I. Meituan's Preparations for Battle are Nearly Complete
According to Wang Xing, Meituan's pre-war mobilization is almost ready. In the first quarter of 2025, Meituan's overall revenue was 86.56 billion yuan, a slight decline from the previous quarter but an 18.1% increase year-on-year. Operating profit exceeded 10 billion yuan, a 46.2% increase year-on-year. Both revenue growth and profit performance surpassed market expectations. The consistent profitability of core businesses, coupled with robust cost control, has laid a solid foundation for Meituan, indicating that the intense preparations of the past quarter are nearing completion. In the first quarter, Meituan continued to mine its core local business, including food delivery, travel, and flash shopping, with division operating profit reaching 13.5 billion yuan, a 39% increase year-on-year.
Additionally, in this quarter, Meituan's new businesses increased revenue and reduced losses, with losses narrowing to 2.3 billion yuan, and the drag effect diminishing. Notably, in the first quarter of 2025, Meituan's online marketing revenue growth rate declined quarter-on-quarter, and the growth rate remained lower than its own delivery and commission revenue growth rates. In a way, this shows that at the start of 2025, with food delivery platforms openly declaring war on each other, a single platform is no longer the only solution. Meituan merchants have reduced their advertising investments and gradually adopted a wait-and-see attitude. Furthermore, in the first quarter, Meituan's operating costs decreased and operating efficiency improved, allowing Meituan to increase operating cash by 10 billion yuan during the quarter.

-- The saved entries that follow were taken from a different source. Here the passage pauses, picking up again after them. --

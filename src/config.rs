use clap::{Args as ClapArgs, Parser, Subcommand};
use std::path::PathBuf;

use crate::client::CONTACT_FORM_KEY;
use crate::models::ActionType;

// CLI argument structure
#[derive(Parser, Debug, Clone)]
#[command(name = "catalog-gate")]
#[command(about = "Rate limiting gate for catalog contact and WhatsApp actions")]
pub struct Args {
    // Log filter, overridden by RUST_LOG when set
    #[arg(long, global = true, default_value = "info", env = "CATALOG_GATE_LOG_LEVEL")]
    pub log_level: String,

    #[command(subcommand)]
    pub command: Command,
}

#[derive(Subcommand, Debug, Clone)]
pub enum Command {
    /// Run the HTTP rate limit endpoint
    Serve(ServeArgs),
    /// Try one action through the local limiter and then the server
    Attempt(AttemptArgs),
}

#[derive(ClapArgs, Debug, Clone)]
pub struct ServeArgs {
    // Port to run the server on
    #[arg(short, long, default_value_t = 8080, env = "CATALOG_GATE_PORT")]
    pub port: u16,

    // Seconds between sweeps of expired entries
    #[arg(
        long,
        default_value_t = 300,
        env = "CATALOG_GATE_CLEANUP_INTERVAL",
        value_parser = clap::value_parser!(u64).range(1..)
    )]
    pub cleanup_interval: u64,

    // Tag attached to every security event
    #[arg(long, default_value = "development", env = "CATALOG_GATE_ENVIRONMENT")]
    pub environment: String,
}

#[derive(ClapArgs, Debug, Clone)]
pub struct AttemptArgs {
    // Server-side action bucket: whatsapp or contact
    #[arg(short, long)]
    pub action: ActionType,

    // Local storage key, one quota per key
    #[arg(short, long, default_value = CONTACT_FORM_KEY)]
    pub key: String,

    #[arg(long, default_value_t = 3)]
    pub max_actions: u32,

    #[arg(long, default_value_t = 300_000)]
    pub window_ms: u64,

    // Profile directory holding persisted timestamps
    #[arg(long, default_value = ".catalog-gate", env = "CATALOG_GATE_STORAGE_DIR")]
    pub storage_dir: PathBuf,

    // Rate limit server; the local check still applies when it is down
    #[arg(short, long, default_value = "http://localhost:8080", env = "CATALOG_GATE_SERVER")]
    pub server: String,

    // Button text shown when the action is available
    #[arg(long, default_value = "Send")]
    pub label: String,
}

#[cfg(test)]
mod tests {
    use super::*;

    #[test]
    fn serve_defaults() {
        let args = Args::try_parse_from(["catalog-gate", "serve"]).unwrap();
        let Command::Serve(serve) = args.command else {
            panic!("expected serve");
        };
        assert_eq!(serve.port, 8080);
        assert_eq!(serve.cleanup_interval, 300);
        assert_eq!(args.log_level, "info");
    }

    #[test]
    fn zero_cleanup_interval_is_rejected() {
        assert!(Args::try_parse_from(["catalog-gate", "serve", "--cleanup-interval", "0"]).is_err());
    }

    #[test]
    fn attempt_parses_action() {
        let args =
            Args::try_parse_from(["catalog-gate", "attempt", "--action", "whatsapp", "--max-actions", "5"])
                .unwrap();
        let Command::Attempt(attempt) = args.command else {
            panic!("expected attempt");
        };
        assert_eq!(attempt.action, ActionType::Whatsapp);
        assert_eq!(attempt.key, CONTACT_FORM_KEY);
        assert_eq!(attempt.max_actions, 5);
    }

    #[test]
    fn attempt_rejects_unknown_action() {
        assert!(Args::try_parse_from(["catalog-gate", "attempt", "--action", "bogus"]).is_err());
    }
}
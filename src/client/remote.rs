use reqwest::StatusCode;
use std::time::Duration;
use tracing::warn;

use crate::models::{ActionType, DeniedResponse};

#[derive(Debug, Clone, PartialEq, Eq)]
pub enum RemoteDecision {
    Allowed,
    Denied { reset_in_ms: u64, message: String },
}

impl RemoteDecision {
    pub fn is_allowed(&self) -> bool {
        matches!(self, RemoteDecision::Allowed)
    }
}

// Asks the server endpoint; the server's answer is authoritative
pub struct RemoteLimiter {
    client: reqwest::Client,
    endpoint: String,
    timeout: Duration,
}

impl RemoteLimiter {
    pub fn new(client: reqwest::Client, base_url: &str) -> Self {
        let base = base_url.trim_end_matches('/');
        let base = if base.starts_with("http") {
            base.to_string()
        } else {
            format!("http://{}", base)
        };
        Self {
            client,
            endpoint: format!("{}/api/rate-limit", base),
            timeout: Duration::from_secs(5),
        }
    }

    pub fn endpoint(&self) -> &str {
        &self.endpoint
    }

    // unreachable or misbehaving server allows the action
    pub async fn check(&self, action: ActionType) -> RemoteDecision {
        match self.try_check(action).await {
            Ok(decision) => decision,
            Err(e) => {
                warn!(endpoint = %self.endpoint, error = %e, "rate limit server unreachable, allowing");
                RemoteDecision::Allowed
            }
        }
    }

    async fn try_check(&self, action: ActionType) -> Result<RemoteDecision, reqwest::Error> {
        let res = self
            .client
            .post(&self.endpoint)
            .timeout(self.timeout)
            .json(&serde_json::json!({ "action": action }))
            .send()
            .await?;

        match res.status() {
            StatusCode::TOO_MANY_REQUESTS => {
                let body = res.json::<DeniedResponse>().await?;
                Ok(RemoteDecision::Denied {
                    reset_in_ms: body.reset_in,
                    message: body.message,
                })
            }
            status if status.is_success() => Ok(RemoteDecision::Allowed),
            status => {
                warn!(endpoint = %self.endpoint, %status, "unexpected rate limit response, allowing");
                Ok(RemoteDecision::Allowed)
            }
        }
    }
}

Moreover, as of March 31, 2025, Meituan's cash and cash equivalents and short-term financial investments amounted to 115 billion yuan and 65.4 billion yuan, respectively. Especially in terms of cash flow, compared to the end of 2024, Meituan increased by over 40 billion yuan in the first quarter. The cash reserves exceeding 100 billion yuan ensure adequate funds during the food delivery subsidy war. It's also worth mentioning that cost control has been effective. In the first quarter, Meituan's operating costs increased by 13.8% year-on-year to 54.1 billion yuan, with the growth rate continuing to be lower than revenue, and the cost rate decreased by 2.3 percentage points year-on-year to 62.6%. In terms of "three expenses" (marketing expenses, research and development expenses, and general and administrative expenses), Meituan's marketing expenses, research and development expenses, and general and administrative expenses in this quarter were 47.6 billion yuan, 5.8 billion yuan, and 2.6 billion yuan, respectively, with year-on-year changes of 12%, 15.4%, and 14.3%, respectively, and all growth rates were lower than revenue. Continuous cost reduction and efficiency enhancement also demonstrate Meituan's increasing caution regarding cost control.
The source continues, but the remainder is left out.